At this point the Archbishop of Canterbury could have added a note of correction to Archbishop Lewis’s citation of the great Anglican theologian Richard Hooker for the often misstated maxim that Anglicans believe that equal weight should be given to Scripture, reason, and “the unfolding tradition of the Church.” Scholars and readers alike know that Hooker never said anything of the sort, that he always maintained the priority of the Holy Scriptures over reason and tradition, and in fact strongly asserted that “one word from the mouth of God” outweighs 10,000 councils of the Church that say otherwise (Laws of Ecclesiastical Polity, vol. 1, book 2, ch. VII.5).
In the correct spirit of Hooker, Archbishop Welby could have noted that the doctrinal foundations of Anglicanism which Archbishop Lewis cited as “clear and specific” essentials of Anglican identity are at least as important, if not more important, than a geographic relationship with the See of Canterbury. Instead he thanked Archbishop Lewis for the compliment. Then he waited for Archbishop Justin Badi (S Sudan) to add his remarks (beginning at 18:38). Here is what Archbishop Badi said in response to the question:
“My understanding for our coming for the meeting was not to discuss the formation of new churches. The main thing was to discuss how we move forward as an Anglican Communion, to prepare ourselves for the Lambeth Conference, and also to have our fellowship together. We strategized how we can plant more churches so that we expand and take the Gospel forward.” To which Archbishop Welby replied at 19:22: “And I should say that the agenda was put together by the consultative process with the Primates. It was not fixed by anyone, it’s just no one brought up those subjects,” with Archbishop Badi nodding in agreement.
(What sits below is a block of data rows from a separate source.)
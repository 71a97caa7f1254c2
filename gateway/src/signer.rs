//! HMAC-SHA256 request signing. Callers pass the canonical query string they are about to send
//! and get back the hex signature to append as the final `signature` parameter — the signature
//! must cover the exact bytes transmitted, not a re-derived or reordered copy of them.

use hmac::{Hmac, Mac};
use sha2::Sha256;

type HmacSha256 = Hmac<Sha256>;

/// Signs canonical request payloads with a fixed API secret.
///
/// HMAC-SHA256 over the exact bytes sent, hex-encoded. The remote accepts parameters in any
/// order as long as the signature matches the bytes actually transmitted — this type has no
/// opinion on ordering, it only signs whatever canonical string the `RestClient` hands it.
pub struct Signer {
    secret: String,
}

impl Signer {
    pub fn new(secret: impl Into<String>) -> Self {
        Self {
            secret: secret.into(),
        }
    }

    /// Signs `payload`, returning the lowercase hex signature.
    pub fn sign(&self, payload: &str) -> String {
        // `Hmac::new_from_slice` only errors when the underlying hash has a fixed key-size
        // requirement shorter than provided; SHA256-HMAC accepts keys of any length.
        let mut mac = HmacSha256::new_from_slice(self.secret.as_bytes())
            .expect("HMAC-SHA256 accepts keys of any length");
        mac.update(payload.as_bytes());
        hex::encode(mac.finalize().into_bytes())
    }
}

#[cfg(test)]
mod tests {
    use super::*;

    #[test]
    fn matches_known_hmac_sha256_vector() {
        // Binance's own API documentation example vector.
        let signer = Signer::new("NhqPtmdSJYdKjVHjA7PZj4Mge3R5YNiP1e3UZjInClVN65XAbvqqM6A7H5fATj0j");
        let payload = "symbol=LTCBTC&side=BUY&type=LIMIT&timeInForce=GTC&quantity=1&price=0.1&recvWindow=5000&timestamp=1499827319559";
        let signature = signer.sign(payload);
        assert_eq!(
            signature,
            "c8db56825ae71d6d79447849e617115f4a920fa2acdcab2b053c4b2838bd6b1"
        );
    }

    #[test]
    fn same_payload_same_signature() {
        let signer = Signer::new("secret");
        assert_eq!(signer.sign("a=1&b=2"), signer.sign("a=1&b=2"));
    }

    #[test]
    fn different_payload_different_signature() {
        let signer = Signer::new("secret");
        assert_ne!(signer.sign("a=1"), signer.sign("a=2"));
    }
}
So there you have it: a Communique and a press conference which ignored the crisis of false teaching in the Anglican Communion. Taking the words of Archbishops Welby, Lewis, and Badi at face value, it would appear that no one bothered to address the crisis of false teaching because such issues were “negative.” Instead, there was considerable discussion about Anglican identity without any “negative” discussion about differences of doctrine. According to the Primates press conference, “biblical faithfulness” is one factor in Anglican identity—but such faithfulness is only one factor to be balanced against reason and the “unfolding tradition of the Church.” In the end, there is an endorsement of a framework for Anglican identity which is uncompromising only in relationship to the See of Canterbury as being an essential marker.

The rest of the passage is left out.